RailSounds 1 was first released in 1989, and the reissue of the Pennsylvania B6 scale switcher was the first to try it out. It consisted of (now) spacious double stack boards that used a hall effect sensor with a magnet in one axle to speed up either the chuff or diesel RPM. The bell and whistle/horn were all the same in every engine that had it, but this system sounded a lot better than the Mighty Sound of Static Steam.

RailSounds 2 was when we first got "engine specific" sounds, like whistles made to be identical to the prototype. It still used a rather spacious power board system.

RailSounds 3 was the beginning of the smaller and more compact 24 pin programmable chip system, which has recently become obsolete at Lionel HQ. This continued into RailSounds 4, which was basically identical, but the chip design was slightly altered. 4E had slightly improved TowerCom - it had both "please stand by" and "clear for departure" dialog.

RailSounds 5 came with (thankfully) clear CrewTalk dialog, and it was multi-part, and was different each time you used it and TowerCom. It even had shut down announcements and moving announcements once the train started moving.
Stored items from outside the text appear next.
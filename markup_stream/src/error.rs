//! The renderer's error taxonomy.
//!
//! Everything that can go wrong during a render surfaces as a single
//! [`RenderError`] carrying an [`ErrorKind`] discriminant, the component
//! stack at the failure site, and the original cause.

use itertools::Itertools;
use std::{borrow::Cow, error, fmt, rc::Rc};
use thiserror::Error;

/// A cloneable wrapper for any error raised by user content.
///
/// Content functions and pending nodes report failures as a `Cause`; the
/// renderer attaches it to the [`RenderError`] it raises. Any error type
/// converts into it, and ad-hoc message causes can be built with
/// [`Cause::msg`].
#[derive(Clone)]
pub struct Cause(Rc<dyn error::Error>);

impl Cause {
    /// Wraps a message string as a cause.
    pub fn msg(message: impl Into<String>) -> Self {
        Cause(Rc::new(Message(message.into())))
    }

    /// The wrapped error.
    pub fn inner(&self) -> &(dyn error::Error + 'static) {
        &*self.0
    }
}

impl fmt::Debug for Cause {
    fn fmt(&self, f: &mut fmt::Formatter<'_>) -> fmt::Result {
        fmt::Debug::fmt(&self.0, f)
    }
}

impl fmt::Display for Cause {
    fn fmt(&self, f: &mut fmt::Formatter<'_>) -> fmt::Result {
        fmt::Display::fmt(&self.0, f)
    }
}

impl<T> From<T> for Cause
where
    T: error::Error + 'static,
{
    fn from(value: T) -> Self {
        Cause(Rc::new(value))
    }
}

#[derive(Debug, Error)]
#[error("{0}")]
struct Message(String);

/// Descriptive errors the renderer raises about the markup itself, attached
/// to a [`RenderError`] as its cause.
#[derive(Debug, Clone, Error)]
pub enum ContentError {
    /// An attribute held a value that can never be written to markup.
    #[error("attribute `{name}` holds {found} value, which cannot be written to markup")]
    UnwritableAttribute {
        /// The attribute name.
        name: String,
        /// A short description of the offending value.
        found: &'static str,
    },
    /// A void element was given children.
    #[error("void element `<{tag}>` cannot have children")]
    VoidElementWithChildren {
        /// The element's tag.
        tag: String,
    },
    /// An element built by a foreign framework was embedded in the tree.
    #[error("cannot render an element created by a foreign framework ({marker})")]
    ForeignElement {
        /// The foreign framework's type marker.
        marker: String,
    },
    /// A stack was drained by more than one outlet in the same render.
    #[error("stack `{name}` was already written out by another outlet")]
    DuplicateStackOutlet {
        /// The stack's diagnostic name.
        name: String,
    },
}

/// Discriminates what went wrong during a render.
///
/// The [`Display`](fmt::Display) form of each kind is a stable kebab-case
/// name suitable for logs.
#[derive(Debug, Clone, Copy, PartialEq, Eq, Hash)]
pub enum ErrorKind {
    /// A content function failed synchronously.
    ContentFunction,
    /// The future returned by a content function failed.
    ContentFunctionPromise,
    /// A pending node's future failed.
    ContentPromise,
    /// An attribute could not be serialized, or a void element had children.
    AttributeType,
    /// The tree contained content the renderer refuses to emit.
    InvalidContent,
}

impl ErrorKind {
    /// The stable kebab-case name of this kind.
    pub fn as_str(&self) -> &'static str {
        match self {
            ErrorKind::ContentFunction => "content-function-error",
            ErrorKind::ContentFunctionPromise => "content-function-promise-rejection",
            ErrorKind::ContentPromise => "content-promise-error",
            ErrorKind::AttributeType => "attribute-type-error",
            ErrorKind::InvalidContent => "invalid-content",
        }
    }
}

impl fmt::Display for ErrorKind {
    fn fmt(&self, f: &mut fmt::Formatter<'_>) -> fmt::Result {
        f.write_str(self.as_str())
    }
}

/// The single error type surfaced by every render entry point.
#[derive(Debug, Clone)]
pub struct RenderError {
    kind: ErrorKind,
    component_stack: Vec<Cow<'static, str>>,
    cause: Cause,
}

impl RenderError {
    pub(crate) fn new(
        kind: ErrorKind,
        component_stack: Vec<Cow<'static, str>>,
        cause: Cause,
    ) -> Self {
        RenderError {
            kind,
            component_stack,
            cause,
        }
    }

    /// What kind of failure this is.
    pub fn kind(&self) -> ErrorKind {
        self.kind
    }

    /// The display names of the components enclosing the failure site,
    /// outermost first.
    pub fn component_stack(&self) -> &[Cow<'static, str>] {
        &self.component_stack
    }

    /// The original cause.
    pub fn cause(&self) -> &Cause {
        &self.cause
    }
}

impl fmt::Display for RenderError {
    fn fmt(&self, f: &mut fmt::Formatter<'_>) -> fmt::Result {
        if self.component_stack.is_empty() {
            write!(f, "{}: {}", self.kind, self.cause)
        } else {
            write!(
                f,
                "{} in <{}>: {}",
                self.kind,
                self.component_stack.iter().join("> <"),
                self.cause
            )
        }
    }
}

impl error::Error for RenderError {
    fn source(&self) -> Option<&(dyn error::Error + 'static)> {
        Some(self.cause.inner())
    }
}
//! Stacks: named redirection channels that teleport content.
//!
//! Content pushed onto a stack anywhere in the document is accumulated in
//! the stack's sink and materialized at the location of the matching
//! outlet, in the order the push markers are visited. This is how `<head>`
//! content produced deep in a tree lands at the top of the document without
//! giving up streaming.

use crate::node::Node;
use rustc_hash::FxHashMap;
use std::{
    borrow::Cow,
    cell::RefCell,
    rc::Rc,
    sync::atomic::{AtomicU64, Ordering},
};

static NEXT_STACK_ID: AtomicU64 = AtomicU64::new(0);

/// The process-unique identity of a [`Stack`].
#[derive(Clone, Copy, Debug, PartialEq, Eq, Hash)]
pub struct StackId(u64);

/// A named redirection channel.
///
/// `push` markers feed the stack's sink; the single `outlet` marker drains
/// it. A stack may be pushed to any number of times, but drained by at most
/// one outlet per render.
#[derive(Clone, Debug)]
pub struct Stack {
    id: StackId,
    name: Cow<'static, str>,
}

impl Stack {
    /// Mints a stack with a fresh identity. The name is diagnostic only;
    /// two stacks with the same name are still distinct channels.
    pub fn new(name: impl Into<Cow<'static, str>>) -> Self {
        Stack {
            id: StackId(NEXT_STACK_ID.fetch_add(1, Ordering::Relaxed)),
            name: name.into(),
        }
    }

    /// This stack's identity.
    pub fn id(&self) -> StackId {
        self.id
    }

    /// The diagnostic name.
    pub fn name(&self) -> &str {
        &self.name
    }

    /// Builds a marker that redirects `content` into this stack's sink.
    pub fn push(&self, content: impl Into<Node>) -> Node {
        Node::StackPush(Rc::new(StackPushNode {
            stack: self.clone(),
            content: content.into(),
        }))
    }

    /// Builds the marker at which this stack's accumulated content is
    /// materialized.
    pub fn outlet(&self) -> Node {
        Node::StackOut(StackOutNode {
            stack: self.clone(),
        })
    }
}

/// A stack-push marker node.
#[derive(Clone, Debug)]
pub struct StackPushNode {
    pub(crate) stack: Stack,
    pub(crate) content: Node,
}

/// A stack-out marker node.
#[derive(Clone, Debug)]
pub struct StackOutNode {
    pub(crate) stack: Stack,
}

/// One chunk accumulated in a sink: rendered text, or a reference to
/// another stack's sink materialized inside this one.
#[derive(Clone, Debug)]
pub(crate) enum SinkChunk {
    Text(String),
    Sink(StackId),
}

/// The per-render map from stack identity to sink, created lazily on first
/// reference. Shared between the stream buffer and the root context.
#[derive(Clone, Debug, Default)]
pub struct StackRegistry {
    sinks: Rc<RefCell<FxHashMap<StackId, Vec<SinkChunk>>>>,
}

impl StackRegistry {
    pub(crate) fn append(&self, id: StackId, chunk: SinkChunk) {
        self.sinks.borrow_mut().entry(id).or_default().push(chunk);
    }

    /// Empties and returns the sink for `id`.
    pub(crate) fn take(&self, id: StackId) -> Vec<SinkChunk> {
        self.sinks
            .borrow_mut()
            .get_mut(&id)
            .map(std::mem::take)
            .unwrap_or_default()
    }

    /// Recursively resolves sink references and appends all text to `out`.
    /// Sinks are drained as they are flattened, so a sink reachable through
    /// two paths contributes its content only once.
    pub(crate) fn flatten_into(&self, chunks: Vec<SinkChunk>, out: &mut String) {
        for chunk in chunks {
            match chunk {
                SinkChunk::Text(text) => out.push_str(&text),
                SinkChunk::Sink(id) => {
                    let inner = self.take(id);
                    self.flatten_into(inner, out);
                }
            }
        }
    }
}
This continued into the first Legacy RailSounds systems - 5.5 and 6.0, which had new features like quillible horn/whistle, single hit or continuous bell sounds, start up AND shut down dialog, and emergency stop sequence dialog. 6.0 was the first to offer sequence control, or automatically played RailSounds on the locomotive. The first to have this was (reportedly) the Vision Line scale Hudson.